A stravolgere il programma, come ha sottolineato Federico Barbieri, incaricato del restauro pittorico, è stato il risultato dei sondaggi effettuati sul soffitto a grottesche, che hanno subito evidenziato come il Mussi non avesse “recuperato” le pitture originarie ma le avesse ricoperte con decori, realizzati utilizzando pitture acriliche, genericamente similari ma molto semplificate e di tonalità più cupa; il restauro ha invece messo in luce una decorazione di altissima qualità figurativa, con colori assai luminosi.
Massimiliano Caldera, responsabile dell’area funzionale “patrimonio storico-artistico” della Soprintendenza Archeologia, Belle Arti e Paesaggio per le province di Biella, Novara, Verbano Cusio Ossola e Vercelli, ha ricordato come Novara, a fine Quattrocento, fosse parte del Ducato di Milano e che numerose tracce indicano che, sebbene terra di confine - o forse proprio per questo - fosse aperta alle influenze artistiche più moderne.
Sappiamo come proprio i lateranensi avessero commissionato nel 1507 al Bramantino una pala per la chiesa di santa Marta e, in S.M. delle Grazie vi fosse un quadro del Giovenone e si possa ancora ammirare, pur se danneggiato, uno splendido Battesimo di Cristo attribuito al Lanino; anche in san Nazzaro, qualche anno fa è stato ritrovata un’Annunciazione di altissima qualità, oltre naturalmente ai bellissimi dipinti e affreschi del Ferrari e del Lanino presenti in Duomo e in san Gaudenzio.

La volta della cappella restaurata

Caldera ha ricordato come la decorazione “a grottesche” si sia diffusa a partire da fine Quattrocento sull’onda della “riscoperta” dell’antico a seguito dello studio delle decorazioni con figure antropomorfe e chimeriche nelle “grotte” della romana Domus Aurea e come fra i primi a diffondere nei nostri territori questo tipo di decorazione fosse proprio il novarese Gaudenzio Ferrari.
Si consolida quindi un’immagine di una città all’avanguardia dove le novità artistiche rinascimentali si erano rapidamente affermate ed erano apprezzate dalla committenza.
Le grottesche ora riscoperte in S.M. delle Grazie, databili all’inizio del Cinquecento, sono quindi espressione di grande modernità e propongono un evidente contrasto alle coeve immagini dei santi, dipinti nella navata, ancora nell’antiquato stile proprio dalla locale bottega dei de Bosis.
I sondaggi effettuati hanno anche individuato interventi decorativi sei-settecenteschi come una bordura nell’abside che riprendeva i motivi decorativi dei capitelli marmorei e un gradevole trompe-l’oeil, sempre nella cappella dell’Immacolata, raffigurante una finestra con inferriata; immagini comunque documentate e di notevole interesse, ma ricoperte in seguito alla decisione di mettere in luce la sola fase cinquecentesca.
Il restauro, assai laborioso, ha richiesto la rimozione dei diversi strati di ridipintura succedutisi nel corso del tempo e, occorre dirlo, si è rivelato molto oneroso.
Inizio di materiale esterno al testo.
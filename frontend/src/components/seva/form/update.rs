use gloo_console::error;
use web_sys::{HtmlFormElement, HtmlInputElement};
use yew::platform::spawn_local;
use yew::prelude::*;

use common::dates::mdy_to_iso;
use common::model::seva::NewSevaEntry;

use crate::api;
use crate::toast::{show_alert, show_toast, ToastKind};

use super::messages::Msg;
use super::state::SevaFormComponent;

pub fn update(
    component: &mut SevaFormComponent,
    ctx: &Context<SevaFormComponent>,
    msg: Msg,
) -> bool {
    match msg {
        Msg::Submit => {
            // Dates leave the datepicker as MM/DD/YYYY; the service wants ISO.
            let payload = NewSevaEntry {
                paath_name: input_value(&component.paath_ref),
                person_name: input_value(&component.person_ref),
                gotra_name: input_value(&component.gotra_ref),
                start_date: mdy_to_iso(&input_value(&component.start_ref)),
                end_date: mdy_to_iso(&input_value(&component.end_ref)),
            };

            let link = ctx.link().clone();
            spawn_local(async move {
                match api::create_entry(&payload).await {
                    Ok(()) => link.send_message(Msg::Saved),
                    Err(err) => link.send_message(Msg::SaveFailed(err.to_string())),
                }
            });
            false
        }
        Msg::Saved => {
            show_toast(ToastKind::Success, "सेवा सुरक्षित हो गई");
            if let Some(form) = component.form_ref.cast::<HtmlFormElement>() {
                form.reset();
            }
            false
        }
        Msg::SaveFailed(detail) => {
            // Fields stay as entered so the user can correct and resubmit.
            error!(format!("सेवा सेव नहीं हुई: {detail}"));
            show_alert(&format!("सेवा सेव करने में त्रुटि हुई 😢: {detail}"));
            false
        }
    }
}

fn input_value(input_ref: &NodeRef) -> String {
    input_ref
        .cast::<HtmlInputElement>()
        .map(|input| input.value())
        .unwrap_or_default()
}
use serde::{Deserialize, Serialize};

/// A seva booking as the record service returns it.
///
/// `start_date` and `end_date` are canonical ISO `YYYY-MM-DD` strings on the
/// wire; the service owns validity (including `start_date <= end_date`), this
/// side only reformats user input before sending it.
#[derive(Debug, Clone, PartialEq, Serialize, Deserialize)]
pub struct SevaEntry {
    /// Assigned by the record service, never reused.
    pub id: i64,
    pub paath_name: String,
    pub person_name: String,
    pub gotra_name: String,
    pub start_date: String,
    pub end_date: String,
}

/// Create payload: a `SevaEntry` without the service-assigned id.
/// Dates must already be ISO `YYYY-MM-DD` (see `crate::dates::mdy_to_iso`).
#[derive(Debug, Clone, PartialEq, Serialize)]
pub struct NewSevaEntry {
    pub paath_name: String,
    pub person_name: String,
    pub gotra_name: String,
    pub start_date: String,
    pub end_date: String,
}

#[cfg(test)]
mod tests {
    use super::*;

    #[test]
    fn entry_round_trips_the_service_field_names() {
        let json = r#"{
            "id": 7,
            "paath_name": "Sundar Kand",
            "person_name": "Ramesh",
            "gotra_name": "Bharadwaj",
            "start_date": "2024-03-01",
            "end_date": "2024-03-05"
        }"#;
        let entry: SevaEntry = serde_json::from_str(json).unwrap();
        assert_eq!(entry.id, 7);
        assert_eq!(entry.paath_name, "Sundar Kand");
        assert_eq!(entry.start_date, "2024-03-01");
    }

    #[test]
    fn create_payload_carries_no_id() {
        let payload = NewSevaEntry {
            paath_name: "Akhand Path".into(),
            person_name: "Seema".into(),
            gotra_name: "Kashyap".into(),
            start_date: "2024-03-05".into(),
            end_date: "2024-03-10".into(),
        };
        let value = serde_json::to_value(&payload).unwrap();
        let obj = value.as_object().unwrap();
        assert!(!obj.contains_key("id"));
        assert_eq!(obj["start_date"], "2024-03-05");
        assert_eq!(obj["end_date"], "2024-03-10");
        assert_eq!(obj.len(), 5);
    }
}
use yew::prelude::*;

/// Field refs for the new-entry form. Values are read off the DOM at submit
/// time and the form element itself is reset after a confirmed save, so the
/// component carries no field state of its own.
pub struct SevaFormComponent {
    pub form_ref: NodeRef,
    pub paath_ref: NodeRef,
    pub person_ref: NodeRef,
    pub gotra_ref: NodeRef,
    pub start_ref: NodeRef,
    pub end_ref: NodeRef,
}

impl SevaFormComponent {
    pub fn new() -> Self {
        Self {
            form_ref: Default::default(),
            paath_ref: Default::default(),
            person_ref: Default::default(),
            gotra_ref: Default::default(),
            start_ref: Default::default(),
            end_ref: Default::default(),
        }
    }
}
//! Trash view: soft-deleted entries with per-row restore and permanent
//! delete. Restore moves an entry back to the primary listing; a purge is
//! final.

use yew::html::Scope;
use yew::platform::spawn_local;
use yew::prelude::*;

use crate::api;

mod messages;
mod state;
mod update;
mod view;

pub use messages::Msg;
pub use state::TrashComponent;

impl Component for TrashComponent {
    type Message = Msg;
    type Properties = ();

    fn create(_ctx: &Context<Self>) -> Self {
        TrashComponent::new()
    }

    fn update(&mut self, ctx: &Context<Self>, msg: Self::Message) -> bool {
        update::update(self, ctx, msg)
    }

    fn view(&self, ctx: &Context<Self>) -> Html {
        view::view(self, ctx)
    }

    fn rendered(&mut self, ctx: &Context<Self>, first_render: bool) {
        if first_render && !self.loaded {
            self.loaded = true;
            load_trash(ctx.link().clone());
        }
    }
}

fn load_trash(link: Scope<TrashComponent>) {
    spawn_local(async move {
        match api::fetch_trash().await {
            Ok(entries) => link.send_message(Msg::TrashLoaded(entries)),
            Err(err) => link.send_message(Msg::LoadFailed(err.to_string())),
        }
    });
}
Si auspicano quindi interventi finanziari che consentano alla parrocchia di proseguire il lavoro nelle altre cappelle, nel transetto e sulla facciata.
Il risultato è comunque eccezionale ed è legittimo quindi l’orgoglio dei restauratori e della parrocchia committente per aver riportato in luce questa pagina importante della storia artistica novarese.